There's Income Back in Fixed Income
Since I’m a “bond guy,” there is little doubt about what I think has been the biggest headline for the markets this year: rising rates. Arguably, I’m also thinking I won’t get much pushback on that conclusion either. As investors grapple with continued inflation, recession fears and a Federal Reserve that is “committed” to bringing down price pressures, an interesting development has occurred that has not garnered much in the way of headlines; i.e., it looks like “income” came back to fixed income.
Since the Fed first implemented its “zero interest rate policy” in the wake of the financial crisis, investors have been left with a bond market landscape that presented many challenges from an income perspective. Even after the Fed normalized monetary policy during the 2017–2019 period, interest rates remained at historically low levels. That development was only exacerbated by the COVID-19 lockdown and subsequent policy response.
U.S. Fixed Income Yields
With the dynamic duo of inflation and a Fed tightening policy, interest rates really had nowhere to go but up this year, and that’s precisely what has occurred across the fixed income spectrum. To provide perspective, as of this writing, the Agg’s yield to worst (YTW) has risen more than 200 basis points (bps), but even more noteworthy has been the increase in high yield of nearly 460 bps.

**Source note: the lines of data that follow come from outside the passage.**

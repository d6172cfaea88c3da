//! Core value types for the query pipeline.
//!
//! Every type here is an immutable input or output of a single pipeline run. Optional parts of a
//! query (bounds, sort key, page window) have explicit defaults instead of being constructed on
//! demand by callers.

use serde::{Deserialize, Serialize};

/// Default page size used by [`Pagination::default`].
pub const DEFAULT_PAGE_LIMIT: usize = 5;

/// Sort direction for a [`Sorting`].
#[derive(Debug, Clone, Copy, Default, PartialEq, Eq, Hash, Serialize, Deserialize)]
#[serde(rename_all = "lowercase")]
pub enum SortDirection {
    /// Ascending by the sort key.
    Asc,
    /// Descending by the sort key.
    Desc,
    /// Keep the upstream (filtered) order.
    #[default]
    None,
}

/// Which field to sort by, and in which direction.
///
/// `K` is a closed set of sortable fields (see [`crate::processing::SortKey`]).
/// When `sort_by` is `None` or `direction` is [`SortDirection::None`], the pipeline does not
/// reorder records.
#[derive(Debug, Clone, Copy, PartialEq, Eq, Serialize, Deserialize)]
#[serde(default)]
pub struct Sorting<K> {
    /// Field to sort by.
    pub sort_by: Option<K>,
    /// Sort direction.
    pub direction: SortDirection,
}

impl<K> Sorting<K> {
    /// Create a sorting by `key` in `direction`.
    pub fn new(key: K, direction: SortDirection) -> Self {
        Self {
            sort_by: Some(key),
            direction,
        }
    }

    /// Shorthand for an ascending sort.
    pub fn asc(key: K) -> Self {
        Self::new(key, SortDirection::Asc)
    }

    /// Shorthand for a descending sort.
    pub fn desc(key: K) -> Self {
        Self::new(key, SortDirection::Desc)
    }

    /// Returns the key to sort by, if this sorting reorders records at all.
    pub fn active_key(&self) -> Option<&K> {
        match self.direction {
            SortDirection::None => None,
            SortDirection::Asc | SortDirection::Desc => self.sort_by.as_ref(),
        }
    }
}

// Manual impl: `K` itself need not implement `Default`.
impl<K> Default for Sorting<K> {
    fn default() -> Self {
        Self {
            sort_by: None,
            direction: SortDirection::None,
        }
    }
}

/// Page window over the filtered (and possibly sorted) records.
#[derive(Debug, Clone, Copy, PartialEq, Eq, Hash, Serialize, Deserialize)]
#[serde(default)]
pub struct Pagination {
    /// Offset of the first returned record. Defaults to `0`.
    pub from: usize,
    /// Maximum number of returned records. Defaults to [`DEFAULT_PAGE_LIMIT`].
    pub limit: usize,
}

impl Pagination {
    /// Create a page window.
    pub fn new(from: usize, limit: usize) -> Self {
        Self { from, limit }
    }

    /// Index range of this window within a sequence of `len` records, clamped to bounds.
    pub fn range(&self, len: usize) -> std::ops::Range<usize> {
        let start = self.from.min(len);
        let end = self.from.saturating_add(self.limit).min(len);
        start..end
    }
}

impl Default for Pagination {
    fn default() -> Self {
        Self {
            from: 0,
            limit: DEFAULT_PAGE_LIMIT,
        }
    }
}

/// Optional inclusive `[min, max]` bound on a single field.
///
/// An unset side never excludes a value.
#[derive(Debug, Clone, Copy, PartialEq, Serialize, Deserialize)]
#[serde(default)]
pub struct RangeBound<T> {
    /// Lower bound (inclusive).
    pub min: Option<T>,
    /// Upper bound (inclusive).
    pub max: Option<T>,
}

impl<T> RangeBound<T> {
    /// A bound that accepts every value.
    pub const fn unbounded() -> Self {
        Self {
            min: None,
            max: None,
        }
    }

    /// Create a bound from optional sides.
    pub const fn new(min: Option<T>, max: Option<T>) -> Self {
        Self { min, max }
    }

    /// Returns `true` if neither side is set.
    pub fn is_unbounded(&self) -> bool {
        self.min.is_none() && self.max.is_none()
    }
}

impl<T: PartialOrd> RangeBound<T> {
    /// Returns `true` if `value` is within every configured side.
    pub fn contains(&self, value: &T) -> bool {
        if let Some(min) = &self.min {
            if value < min {
                return false;
            }
        }
        if let Some(max) = &self.max {
            if value > max {
                return false;
            }
        }
        true
    }
}

impl<T> Default for RangeBound<T> {
    fn default() -> Self {
        Self::unbounded()
    }
}

/// Output of a pipeline run.
#[derive(Debug, Clone, PartialEq, Serialize, Deserialize)]
pub struct QueryResult<R> {
    /// The requested page of filtered (and possibly sorted) records.
    pub items: Vec<R>,
    /// Number of records that passed the filter, before pagination.
    pub total: usize,
}

impl<R> QueryResult<R> {
    /// Empty result: no items, zero total.
    pub fn empty() -> Self {
        Self {
            items: Vec::new(),
            total: 0,
        }
    }
}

The interesting portion of this discussion is where these rate increases have placed absolute yield levels. With respect to the Agg, the YTW is now at roughly 3.80%, the highest reading since 2009. For U.S. investment-grade corporates, a similar story has ensued, as the current level of 4.75% also hasn’t been witnessed in almost 13 years. Within the U.S. high yield arena, outside of the two risk-off periods of early 2016 and the COVID-19-related shutdown, yield levels are now approaching the 9% threshold at 8.80%, the highest reading since 2011. As recently as July of last year, the YTW was only about 3.50%.
I’ve continued to emphasize the prospects for a “fluid” and volatile fixed income investment landscape for the remainder of this year, if not into 2023. Based on Chair Powell’s recent comments, the Fed seems determined now to bring down inflation and “accept the higher recession risk” that comes with the territory. For investors seeking income, the increase in bond yields in 2022 has provided investors with a bit more of a “traditional feel” for fixed income portfolios than what has been available within the last decade or so.